Do not create for greed.  Do not seek to profit by exploiting fear (though there is a case here for horror films and the horror genre in general.) Do not spread hatred with your works in the world (though your efforts may inspire it.)  Instead create because it is the passion of your whole self.  Profit from the love that you inspire in others, and seek to build a world that is better than when you will inevitably leave it behind.  Maybe, in this way, true wisdom will be found.

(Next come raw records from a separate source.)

use std::{
    io::{self, Read},
    path::PathBuf,
};

use clap::{Parser as ClapParser, Subcommand};
use odata_sql::cli::{self, CliError, CompileOptions};
use tracing_subscriber::EnvFilter;

#[derive(ClapParser)]
#[command(name = "odata-sql")]
#[command(about = "Compile OData query options into parameterized SQL")]
#[command(version)]
struct Cli {
    #[command(subcommand)]
    command: Commands,
}

#[derive(Subcommand)]
enum Commands {
    /// Compile a query string against an entity
    Compile {
        /// The query string (reads from stdin if not provided)
        query: Option<String>,

        /// Entity the query targets
        #[arg(short, long)]
        entity: String,

        /// JSON catalog describing the entities
        #[arg(short, long)]
        model: PathBuf,

        /// JSON compiler config
        #[arg(short, long)]
        config: Option<PathBuf>,

        /// SQL dialect: sqlite, postgres, mysql or sqlserver
        #[arg(short, long)]
        dialect: Option<String>,

        /// Largest accepted 'in' list
        #[arg(long)]
        max_in: Option<usize>,

        /// Pretty-print the output
        #[arg(short, long)]
        pretty: bool,
    },

    /// Print the tokens of an expression
    Tokens {
        /// The expression (reads from stdin if not provided)
        expression: Option<String>,
    },
}

fn main() {
    tracing_subscriber::fmt()
        .with_env_filter(
            EnvFilter::try_from_env("ODATA_SQL_LOG").unwrap_or_else(|_| EnvFilter::new("warn")),
        )
        .with_writer(io::stderr)
        .init();

    let cli = Cli::parse();

    let result = match cli.command {
        Commands::Compile {
            query,
            entity,
            model,
            config,
            dialect,
            max_in,
            pretty,
        } => read_input(query).and_then(|query| {
            let options = CompileOptions {
                query,
                entity,
                model,
                config,
                dialect,
                max_in,
                pretty,
            };
            cli::execute_compile(&options).map(|json| println!("{}", json))
        }),
        Commands::Tokens { expression } => read_input(expression)
            .and_then(|e| cli::list_tokens(e.trim()))
            .map(|listing| print!("{}", listing)),
    };

    if let Err(e) = result {
        eprintln!("{}", e);
        std::process::exit(1);
    }
}

fn read_input(arg: Option<String>) -> Result<String, CliError> {
    match arg {
        Some(s) => Ok(s),
        None if !atty::is(atty::Stream::Stdin) => {
            let mut buffer = String::new();
            io::stdin().read_to_string(&mut buffer)?;
            Ok(buffer)
        }
        None => Err(CliError::NoInput),
    }
}
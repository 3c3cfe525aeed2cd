use tracing::instrument;

use crate::{
    ast::{
        ArithmeticOp, BinaryOp, ComparisonOp, LambdaKind, LogicalOp, Node, SortDirection, Token,
        TokenKind, UnaryOp,
    },
    error::{LexError, ParseError},
    lexer::tokenize_into,
    pool::Pools,
    value::{Literal, SpatialKind, SpatialLiteral},
};

type ParseResult = Result<Box<Node>, ParseError>;

/// Recursive-descent parser over a pooled token buffer.
///
/// Every node is drawn from the node pool. On success the caller owns the
/// returned tree and must hand it back with
/// [`NodePool::release`](crate::pool::NodePool::release) once it has been
/// converted; on failure everything acquired so far has already been released.
pub struct Parser<'p> {
    tokens: Vec<Token>,
    position: usize,
    pools: &'p Pools,
}

/// Parse a complete expression using the process-wide pools.
pub fn parse(input: &str) -> ParseResult {
    Parser::new(input, Pools::global())?.parse()
}

impl<'p> Parser<'p> {
    pub fn new(input: &str, pools: &'p Pools) -> Result<Self, ParseError> {
        let mut tokens = pools.tokens.acquire();
        if let Err(e) = tokenize_into(input, &mut tokens) {
            pools.tokens.release(tokens);
            return Err(e.into());
        }

        Ok(Parser {
            tokens,
            position: 0,
            pools,
        })
    }

    // The buffer always ends with Eof, so indexing is clamped to it.
    fn current(&self) -> &Token {
        self.peek(0)
    }

    fn peek(&self, offset: usize) -> &Token {
        let last = self.tokens.len() - 1;
        &self.tokens[(self.position + offset).min(last)]
    }

    fn advance(&mut self) {
        if self.position + 1 < self.tokens.len() {
            self.position += 1;
        }
    }

    fn check(&self, kind: TokenKind) -> bool {
        self.current().is(kind)
    }

    fn error(&self, expected: &str) -> ParseError {
        let token = self.current();
        if token.is(TokenKind::Eof) {
            ParseError::UnexpectedEof {
                expected: expected.to_string(),
                offset: token.offset,
            }
        } else {
            ParseError::UnexpectedToken {
                expected: expected.to_string(),
                found: token.kind,
                offset: token.offset,
            }
        }
    }

    fn expect(&mut self, kind: TokenKind) -> Result<Token, ParseError> {
        if !self.check(kind) {
            return Err(self.error(&kind.to_string()));
        }
        let token = self.current().clone();
        self.advance();
        Ok(token)
    }

    /// Like [`Self::expect`], releasing `held` when the token is missing.
    fn expect_holding(&mut self, kind: TokenKind, held: Box<Node>) -> ParseResult {
        match self.expect(kind) {
            Ok(_) => Ok(held),
            Err(e) => {
                self.pools.nodes.release(held);
                Err(e)
            }
        }
    }

    /// Run a sub-parse while holding a finished left operand.
    fn parse_holding(
        &mut self,
        held: Box<Node>,
        parse: impl FnOnce(&mut Self) -> ParseResult,
    ) -> Result<(Box<Node>, Box<Node>), ParseError> {
        match parse(self) {
            Ok(next) => Ok((held, next)),
            Err(e) => {
                self.pools.nodes.release(held);
                Err(e)
            }
        }
    }

    fn node(&self, node: Node) -> Box<Node> {
        self.pools.nodes.acquire(node)
    }

    /// Parse a complete expression; trailing tokens are an error.
    #[instrument(level = "trace", skip(self))]
    pub fn parse(&mut self) -> ParseResult {
        let expr = self.parse_expression()?;
        self.expect_holding(TokenKind::Eof, expr)
    }

    /// Parse an order-by item: an expression with an optional `asc`/`desc`.
    pub fn parse_order_by_item(&mut self) -> Result<(Box<Node>, SortDirection), ParseError> {
        let expr = self.parse_expression()?;

        let direction = match self.current() {
            token if token.is(TokenKind::Identifier) => SortDirection::from_keyword(&token.text),
            _ => None,
        };
        if direction.is_some() {
            self.advance();
        }

        let expr = self.expect_holding(TokenKind::Eof, expr)?;
        Ok((expr, direction.unwrap_or_default()))
    }

    pub fn parse_expression(&mut self) -> ParseResult {
        self.parse_or()
    }

    fn parse_or(&mut self) -> ParseResult {
        let mut left = self.parse_and()?;

        while self.check(TokenKind::Logical(LogicalOp::Or)) {
            self.advance();
            let (l, right) = self.parse_holding(left, Self::parse_and)?;

            left = self.node(Node::Binary {
                op: BinaryOp::Logical(LogicalOp::Or),
                left: l,
                right,
            });
        }
        Ok(left)
    }

    fn parse_and(&mut self) -> ParseResult {
        let mut left = self.parse_not()?;

        while self.check(TokenKind::Logical(LogicalOp::And)) {
            self.advance();
            let (l, right) = self.parse_holding(left, Self::parse_not)?;

            left = self.node(Node::Binary {
                op: BinaryOp::Logical(LogicalOp::And),
                left: l,
                right,
            });
        }
        Ok(left)
    }

    fn parse_not(&mut self) -> ParseResult {
        if self.check(TokenKind::Not) {
            self.advance();
            let operand = self.parse_not()?;
            return Ok(self.node(Node::Unary {
                op: UnaryOp::Not,
                operand,
            }));
        }
        self.parse_comparison()
    }

    fn parse_comparison(&mut self) -> ParseResult {
        let left = self.parse_arithmetic()?;

        let op = match self.current().kind {
            TokenKind::Comparison(op) => op,
            _ => return Ok(left),
        };
        self.advance();

        let (left, right) = if op == ComparisonOp::In {
            self.parse_holding(left, Self::parse_collection)?
        } else {
            self.parse_holding(left, Self::parse_arithmetic)?
        };

        Ok(self.node(Node::Comparison { op, left, right }))
    }

    /// `'(' (item (',' item)*)? ')'` on the right of `in`.
    fn parse_collection(&mut self) -> ParseResult {
        let offset = self.current().offset;
        self.expect(TokenKind::LParen)?;

        let mut items = Vec::new();
        if !self.check(TokenKind::RParen) {
            loop {
                match self.parse_arithmetic() {
                    Ok(item) => items.push(item),
                    Err(e) => {
                        self.pools.nodes.release_all(items);
                        return Err(e);
                    }
                }

                if self.check(TokenKind::Comma) {
                    self.advance();
                } else {
                    break;
                }
            }
        }

        if let Err(e) = self.expect(TokenKind::RParen) {
            self.pools.nodes.release_all(items);
            return Err(e);
        }
        Ok(self.node(Node::Collection { items, offset }))
    }

    fn parse_arithmetic(&mut self) -> ParseResult {
        let mut left = self.parse_term()?;

        loop {
            let op = match self.current().kind {
                TokenKind::Arithmetic(op) if op.is_additive() => op,
                _ => break,
            };

            self.advance();
            let (l, right) = self.parse_holding(left, Self::parse_term)?;

            left = self.node(Node::Binary {
                op: BinaryOp::Arithmetic(op),
                left: l,
                right,
            });
        }
        Ok(left)
    }

    fn parse_term(&mut self) -> ParseResult {
        let mut left = self.parse_unary()?;

        loop {
            let op = match self.current().kind {
                TokenKind::Arithmetic(op) if !op.is_additive() => op,
                _ => break,
            };

            self.advance();
            let (l, right) = self.parse_holding(left, Self::parse_unary)?;

            left = self.node(Node::Binary {
                op: BinaryOp::Arithmetic(op),
                left: l,
                right,
            });
        }
        Ok(left)
    }

    fn parse_unary(&mut self) -> ParseResult {
        // Signed numbers are single tokens; this is `-Price` or `- (a add b)`.
        if self.check(TokenKind::Arithmetic(ArithmeticOp::Sub)) {
            self.advance();
            let operand = self.parse_unary()?;
            return Ok(self.node(Node::Unary {
                op: UnaryOp::Negate,
                operand,
            }));
        }
        self.parse_primary()
    }

    fn parse_primary(&mut self) -> ParseResult {
        let token = self.current().clone();

        match token.kind {
            TokenKind::LParen => {
                self.advance();
                let inner = self.parse_or()?;
                let inner = self.expect_holding(TokenKind::RParen, inner)?;
                Ok(self.node(Node::Group(inner)))
            }
            TokenKind::Identifier => {
                self.advance();
                self.parse_identifier(token)
            }
            kind if kind.is_literal() => {
                let value = literal_from_token(&token)?;
                self.advance();
                Ok(self.node(Node::Literal {
                    value,
                    offset: token.offset,
                }))
            }
            _ => Err(self.error("expression")),
        }
    }

    /// After an identifier: a call, a `/` path, or a lambda over a path.
    fn parse_identifier(&mut self, token: Token) -> ParseResult {
        if self.check(TokenKind::LParen) {
            self.advance();
            return self.parse_call(token);
        }

        let mut segments = vec![token.text];

        // '/' is a path separator only when an identifier follows.
        while self.check(TokenKind::Arithmetic(ArithmeticOp::Div))
            && self.peek(1).is(TokenKind::Identifier)
        {
            let segment = self.peek(1).text.clone();

            if let Some(kind) = LambdaKind::from_segment(&segment)
                && self.peek(2).is(TokenKind::LParen)
            {
                self.advance(); // consume '/'
                self.advance(); // consume any/all
                self.advance(); // consume '('
                return self.parse_lambda(segments, kind, token.offset);
            }

            self.advance();
            self.advance();
            segments.push(segment);
        }

        Ok(self.node(Node::Identifier {
            segments,
            offset: token.offset,
        }))
    }

    fn parse_call(&mut self, name: Token) -> ParseResult {
        let mut args = Vec::new();

        if !self.check(TokenKind::RParen) {
            loop {
                match self.parse_or() {
                    Ok(arg) => args.push(arg),
                    Err(e) => {
                        self.pools.nodes.release_all(args);
                        return Err(e);
                    }
                }

                if self.check(TokenKind::Comma) {
                    self.advance();
                } else {
                    break;
                }
            }
        }

        if let Err(e) = self.expect(TokenKind::RParen) {
            self.pools.nodes.release_all(args);
            return Err(e);
        }

        Ok(self.node(Node::FunctionCall {
            name: name.text,
            args,
            offset: name.offset,
        }))
    }

    /// Lambda body after `any(` / `all(`: `')'` or `variable ':' Or ')'`.
    fn parse_lambda(&mut self, path: Vec<String>, kind: LambdaKind, offset: usize) -> ParseResult {
        if self.check(TokenKind::RParen) {
            self.advance();
            return Ok(self.node(Node::Lambda {
                path,
                kind,
                variable: None,
                predicate: None,
                offset,
            }));
        }

        let variable = self.expect(TokenKind::Identifier)?.text;
        self.expect(TokenKind::Colon)?;

        let predicate = self.parse_or()?;
        let predicate = self.expect_holding(TokenKind::RParen, predicate)?;

        Ok(self.node(Node::Lambda {
            path,
            kind,
            variable: Some(variable),
            predicate: Some(predicate),
            offset,
        }))
    }
}

impl Drop for Parser<'_> {
    fn drop(&mut self) {
        self.pools.tokens.release(std::mem::take(&mut self.tokens));
    }
}

fn literal_from_token(token: &Token) -> Result<Literal, ParseError> {
    let malformed = |kind: &'static str| LexError::MalformedLiteral {
        kind,
        text: token.text.clone(),
        offset: token.offset,
    };

    let value = match token.kind {
        TokenKind::String => Literal::String(token.text.clone()),
        TokenKind::Number => Literal::from_number(&token.text).ok_or_else(|| malformed("number"))?,
        TokenKind::Boolean => Literal::Boolean(token.text.eq_ignore_ascii_case("true")),
        TokenKind::Null => Literal::Null,
        TokenKind::Date => Literal::Date(token.text.clone()),
        TokenKind::Time => Literal::TimeOfDay(token.text.clone()),
        TokenKind::DateTime => Literal::DateTimeOffset(token.text.clone()),
        TokenKind::Guid => Literal::Guid(token.text.clone()),
        TokenKind::Geography => Literal::Spatial(
            SpatialLiteral::parse(SpatialKind::Geography, &token.text).ok_or_else(|| malformed("geography"))?,
        ),
        TokenKind::Geometry => Literal::Spatial(
            SpatialLiteral::parse(SpatialKind::Geometry, &token.text).ok_or_else(|| malformed("geometry"))?,
        ),
        _ => return Err(malformed("literal").into()),
    };
    Ok(value)
}

/// Parse `input`, hand the tree to `f`, then return the tree to the pool.
pub fn with_parsed<T, E>(
    input: &str,
    pools: &Pools,
    f: impl FnOnce(&Node) -> Result<T, E>,
) -> Result<T, E>
where
    E: From<ParseError>,
{
    let tree = Parser::new(input, pools)?.parse()?;
    let result = f(&tree);
    pools.nodes.release(tree);
    result
}

/// Like [`with_parsed`], for an order-by item with its direction.
pub fn with_parsed_order_by<T, E>(
    input: &str,
    pools: &Pools,
    f: impl FnOnce(&Node, SortDirection) -> Result<T, E>,
) -> Result<T, E>
where
    E: From<ParseError>,
{
    let (tree, direction) = Parser::new(input, pools)?.parse_order_by_item()?;
    let result = f(&tree, direction);
    pools.nodes.release(tree);
    result
}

Credit: Berkeli Alashov, Unsplash.com

Tuesday, January 26, 2021

Start Where You're At

I wanted to tell you that who you are is good enough.  I wanted to say that you shouldn't be content with discontent.  But really, I just want you to start where you're at; it's the only place to begin, and if you can do that, then you're on your way to somewhere new.  I can't tell you it'll be without setbacks or that you won't find yourself lost half-way there.  I certainly can't tell you if it's going to be better than where you are now, but if you don't start--how will you ever know?

So why didn't I choose the other affirmations I mentioned?

Telling yourself that you're good enough as you are is sometimes a good thing; it says that imperfection isn't bad.  It says that you can be okay with yourself not being the person you want to be yet.  But the problem with telling yourself that you're good enough is that it can lead to complacency in your life.  In being okay with being imperfect, we can sometimes slip into a bad habit of thinking that the problem with the world isn't us, but everyone else.  And sometimes being okay with who we are right now can lead us to stop believing in a better future for ourselves.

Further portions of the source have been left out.